RBI says write-offs helped banks lower bad loans


The Reserve Bank of India (RBI) on Tuesday said commercial banks managed to lower their bad loans, or non-performing assets (NPAs), largely driven by loan write-offs and warned that the asset quality of the banking system may deteriorate sharply in the coming months due to the uncertainty induced by Covid pandemic.

Commercial banks in India managed to bring down their NPAs to 7.5 per cent of advances as of September 2020 from 8.2 per cent in March 2020 and 9.1 per cent in March last year. Banks wrote off a record Rs 237,876 crore in fiscal 2019-20, enabling the banks to show lower NPAs, the RBI said in its ‘Report on trend and progress of banking in India 2019-20’. The central bank has warned that the modest NPA ratio of 7.5 per cent at end-September 2020 “veils the strong undercurrent of slippage”. The accretion to NPAs as per the Reserve Bank’s Income Recognition and Asset Classification (IRAC) norms would have been higher in the absence of the asset quality standstill provided as a Covid-19 relief measure. The RBI had allowed six months moratorium on loan repayments due to the Covid impact. “Given the uncertainty induced by Covid and its real economic impact, the asset quality of the banking system may deteriorate sharply, going forward,” the RBI report said.

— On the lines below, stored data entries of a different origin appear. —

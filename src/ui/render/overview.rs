use super::{Frame, PanelContext};
use crate::panels::overview::OverviewPanel;
use crate::ui::widgets::chart::{self, ValueFormat};
use crate::ui::widgets::styling;
use crate::ui::widgets::table::{self, Card};
use ratatui::{
    layout::{Constraint, Direction, Layout, Rect},
    style::Style,
    text::{Line, Span},
    widgets::{Block, Borders, Gauge, Paragraph},
};

/// Render the dashboard landing page.
///
pub fn overview(frame: &mut Frame, size: Rect, ctx: &PanelContext, panel: &OverviewPanel) {
    let rows = Layout::default()
        .direction(Direction::Vertical)
        .constraints([
            Constraint::Length(4),
            Constraint::Percentage(50),
            Constraint::Min(6),
        ])
        .split(size);

    let cards = panel
        .metrics
        .iter()
        .map(|metric| {
            Card::new(metric.title, metric.value.clone())
                .caption(format!("{} {}", metric.trend, metric.caption))
        })
        .collect();
    table::cards(frame, rows[0], ctx.theme, cards);

    let trends = Layout::default()
        .direction(Direction::Horizontal)
        .constraints([Constraint::Percentage(50), Constraint::Percentage(50)])
        .split(rows[1]);
    chart::bars(
        frame,
        trends[0],
        ctx.theme,
        "Revenue",
        &points(&panel.revenue),
        ValueFormat::Currency,
        Direction::Vertical,
    );
    chart::bars(
        frame,
        trends[1],
        ctx.theme,
        "New Users",
        &points(&panel.signups),
        ValueFormat::Count,
        Direction::Vertical,
    );

    let breakdowns = Layout::default()
        .direction(Direction::Horizontal)
        .constraints([
            Constraint::Percentage(34),
            Constraint::Percentage(33),
            Constraint::Percentage(33),
        ])
        .split(rows[2]);
    chart::bars(
        frame,
        breakdowns[0],
        ctx.theme,
        "Users by Country",
        &points(&panel.users_by_country),
        ValueFormat::Count,
        Direction::Horizontal,
    );
    technology_shares(frame, breakdowns[1], ctx, panel);
    chart::bars(
        frame,
        breakdowns[2],
        ctx.theme,
        "Active Regions",
        &points(&panel.regions),
        ValueFormat::Count,
        Direction::Horizontal,
    );
}

fn points(series: &[crate::marketplace::models::Point]) -> Vec<(&str, f64)> {
    series.iter().map(|p| (p.label, p.value)).collect()
}

/// One gauge per technology, showing its share of all jobs.
///
fn technology_shares(frame: &mut Frame, size: Rect, ctx: &PanelContext, panel: &OverviewPanel) {
    let block = Block::default()
        .borders(Borders::ALL)
        .border_style(styling::normal_block_border_style(ctx.theme))
        .title(Span::styled("Jobs by Technology", styling::header_style(ctx.theme)));
    let inner = block.inner(size);
    frame.render_widget(block, size);

    let shares = panel.technology_shares();
    if shares.is_empty() {
        frame.render_widget(Paragraph::new("No jobs"), inner);
        return;
    }
    let rows = Layout::default()
        .direction(Direction::Vertical)
        .constraints(vec![Constraint::Length(1); shares.len()])
        .split(inner);
    for ((label, share), row) in shares.into_iter().zip(rows.iter()) {
        let columns = Layout::default()
            .direction(Direction::Horizontal)
            .constraints([Constraint::Length(12), Constraint::Min(0)])
            .split(*row);
        frame.render_widget(
            Paragraph::new(Line::from(Span::styled(
                label,
                styling::normal_text_style(ctx.theme),
            ))),
            columns[0],
        );
        let gauge = Gauge::default()
            .gauge_style(
                Style::default()
                    .fg(ctx.theme.accent.to_color())
                    .bg(ctx.theme.surface.to_color()),
            )
            .ratio((share / 100.0).clamp(0.0, 1.0))
            .label(crate::utils::format::percent(share));
        frame.render_widget(gauge, columns[1]);
    }
}
use super::{tab_strip, Frame, PanelContext};
use crate::marketplace::settings::{FieldKind, SettingValue, SettingsTab};
use crate::panels::settings::SettingsPanel;
use crate::ui::widgets::styling;
use crate::ui::widgets::table::DataTable;
use ratatui::{
    layout::{Constraint, Direction, Layout, Rect},
    style::{Modifier, Style},
    text::{Line, Span},
    widgets::{Block, Borders, Cell, Paragraph, Row},
};

const HEADER: [&str; 3] = ["Setting", "Value", "Accepts"];
const WIDTHS: [Constraint; 3] = [
    Constraint::Percentage(35),
    Constraint::Percentage(40),
    Constraint::Min(10),
];

fn accepts(kind: FieldKind) -> String {
    match kind {
        FieldKind::Text => "text".to_string(),
        FieldKind::Email => "email".to_string(),
        FieldKind::Host => "host name".to_string(),
        FieldKind::Toggle => "on / off".to_string(),
        FieldKind::Number { min, max, integer } => {
            let noun = if integer { "integer" } else { "number" };
            match (min, max) {
                (Some(min), Some(max)) => format!("{} {}-{}", noun, min, max),
                (Some(min), None) => format!("{} >= {}", noun, min),
                (None, Some(max)) => format!("{} <= {}", noun, max),
                (None, None) => noun.to_string(),
            }
        }
    }
}

/// Render the platform settings form.
///
pub fn settings(frame: &mut Frame, size: Rect, ctx: &PanelContext, panel: &SettingsPanel) {
    let areas = Layout::default()
        .direction(Direction::Vertical)
        .constraints([
            Constraint::Length(3),
            Constraint::Min(0),
            Constraint::Length(3),
        ])
        .split(size);
    let selected_tab = SettingsTab::ALL.iter().position(|t| *t == panel.tab).unwrap_or(0);
    tab_strip(
        frame,
        areas[0],
        ctx.theme,
        SettingsTab::ALL.iter().map(|t| t.title()).collect(),
        selected_tab,
    );

    let selected = panel.selected_field();
    let rows = panel
        .fields()
        .into_iter()
        .map(|field| {
            let value = match (&panel.editing, Some(field) == selected) {
                (Some(buffer), true) => Span::styled(
                    format!("{}▏", buffer),
                    Style::default()
                        .fg(ctx.theme.footer_input.to_color())
                        .add_modifier(Modifier::BOLD),
                ),
                _ => match panel.settings.get(field) {
                    SettingValue::Toggle(on) => styling::flag_span(ctx.theme, on, "On", "Off"),
                    other => Span::raw(other.to_string()),
                },
            };
            Row::new(vec![
                Cell::from(field.label()),
                Cell::from(value),
                Cell::from(Span::styled(accepts(field.kind()), styling::muted_text_style(ctx.theme))),
            ])
        })
        .collect();
    DataTable {
        title: format!("{} Settings", panel.tab.title()),
        header: &HEADER,
        widths: &WIDTHS,
        rows,
        selected: panel.selected_index(),
        focused: ctx.focused,
    }
    .render(frame, areas[1], ctx.theme);

    let feedback = match &panel.feedback {
        Some(feedback) => {
            let color = if feedback.is_error() {
                ctx.theme.error.to_color()
            } else {
                ctx.theme.success.to_color()
            };
            Line::from(Span::styled(feedback.message(), Style::default().fg(color)))
        }
        None => Line::from(Span::styled(
            "Changes stay in this session until saved",
            styling::muted_text_style(ctx.theme),
        )),
    };
    frame.render_widget(
        Paragraph::new(feedback).block(
            Block::default()
                .borders(Borders::ALL)
                .border_style(styling::normal_block_border_style(ctx.theme)),
        ),
        areas[2],
    );
}

#[cfg(test)]
mod tests {
    use super::*;

    #[test]
    fn accepts_describes_ranges() {
        assert_eq!(
            accepts(FieldKind::Number { min: Some(0.0), max: Some(20.0), integer: false }),
            "number 0-20"
        );
        assert_eq!(accepts(FieldKind::Toggle), "on / off");
    }
}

In absolute terms, gross NPAs declined to Rs 899,803 crore in March 2020 from Rs 936,474 crore in March 2019. “NPAs older than four years require 100 per cent provisioning and, therefore, banks may prefer to write them off. In addition, banks voluntarily write-off NPAs in order to clean up their balance sheets, avail tax benefits and optimise the use of capital,” the RBI said. “At the same time, borrowers of written-off loans remain liable for repayment,” it said. PSU banks wrote off loans worth Rs 178,305 crore in 2019-20 while private banks had written off Rs 53,949 crore, the RBI report said. Banking sources said very little is known about the identity of the borrowers and the amount written off in the case of individual borrowers. While banks claim that the recovery measures continue even after loans are written off, sources said not more than 15-20 per cent is recovered and the write-off figures every year are rising, much faster than recoveries and recapitalisation. What’s disturbing banking observers is that banks made additions of Rs 378,228 crore to NPAs in March On the other hand, reduction in NPAs was much lower at Rs 155,905 crore during the year.

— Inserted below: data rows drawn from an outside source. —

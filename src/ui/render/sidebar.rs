use super::Frame;
use crate::state::navigation::parent_of;
use crate::state::{Focus, State};
use crate::ui::widgets::styling;
use ratatui::{
    layout::{Constraint, Direction, Layout, Rect},
    style::{Modifier, Style},
    text::{Line, Span},
    widgets::{Block, Borders, List, ListItem, ListState, Paragraph},
};

const BLOCK_TITLE: &str = "Navigation";
const BANNER: &str = "FreelanceHub";
const SUBTITLE: &str = "Admin Dashboard";

/// Render the banner and the navigation tree.
///
pub fn sidebar(frame: &mut Frame, size: Rect, state: &State) {
    let theme = state.get_theme();
    let rows = Layout::default()
        .direction(Direction::Vertical)
        .constraints([Constraint::Length(4), Constraint::Min(0)])
        .split(size);

    let banner = Paragraph::new(vec![
        Line::from(Span::styled(
            BANNER,
            styling::banner_style(theme).add_modifier(Modifier::BOLD),
        )),
        Line::from(Span::styled(SUBTITLE, styling::muted_text_style(theme))),
    ])
    .block(
        Block::default()
            .borders(Borders::ALL)
            .border_style(styling::normal_block_border_style(theme)),
    );
    frame.render_widget(banner, rows[0]);

    let sidebar = state.sidebar();
    let focused = *state.current_focus() == Focus::Sidebar;
    let active = sidebar.active();
    let active_parent = parent_of(active);

    let items: Vec<ListItem> = sidebar
        .visible_rows()
        .into_iter()
        .map(|row| {
            let marker = match (row.has_children, row.expanded) {
                (true, true) => "▾ ",
                (true, false) => "▸ ",
                (false, _) => "  ",
            };
            let indent = if row.parent.is_some() { "  " } else { "" };
            let style = if row.id == active {
                styling::active_list_item_style(theme)
            } else if Some(row.id) == active_parent {
                Style::default().fg(theme.accent.to_color())
            } else {
                styling::normal_text_style(theme)
            };
            ListItem::new(Line::from(vec![
                Span::raw(indent),
                Span::styled(marker, styling::muted_text_style(theme)),
                Span::styled(row.label, style),
            ]))
        })
        .collect();

    let mut block = Block::default()
        .borders(Borders::ALL)
        .border_style(styling::block_border_style(theme, focused));
    block = if focused {
        block.title(Span::styled(BLOCK_TITLE, styling::active_block_title_style()))
    } else {
        block.title(BLOCK_TITLE)
    };

    let mut list_state = ListState::default();
    list_state.select(Some(sidebar.cursor()));
    let highlight = if focused {
        styling::highlight_style(theme)
    } else {
        styling::current_list_item_style(theme)
    };
    let list = List::new(items)
        .block(block)
        .style(styling::normal_text_style(theme))
        .highlight_style(highlight);
    frame.render_stateful_widget(list, rows[1], &mut list_state);
}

The central bank’s report has warned that an increase in the restructured advances ratio to 0.43 per cent at end-September 2020 from 0.36 in March 2020 may be “indicative of incipient stress”.

The RBI said the rapid credit growth during 2005-12, coupled with absence of strong credit appraisal and monitoring standards and wilful defaults are responsible for sizeable asset impairments in subsequent years. “Large borrowal accounts (exposure of Rs 5 crore and above) constituted 79.8 per cent of NPAs and 53.7 per cent of total loans at end September 2020,” it said, adding: “The share of special mention accounts (SMA-0) saw a sharp rise in September 2020”.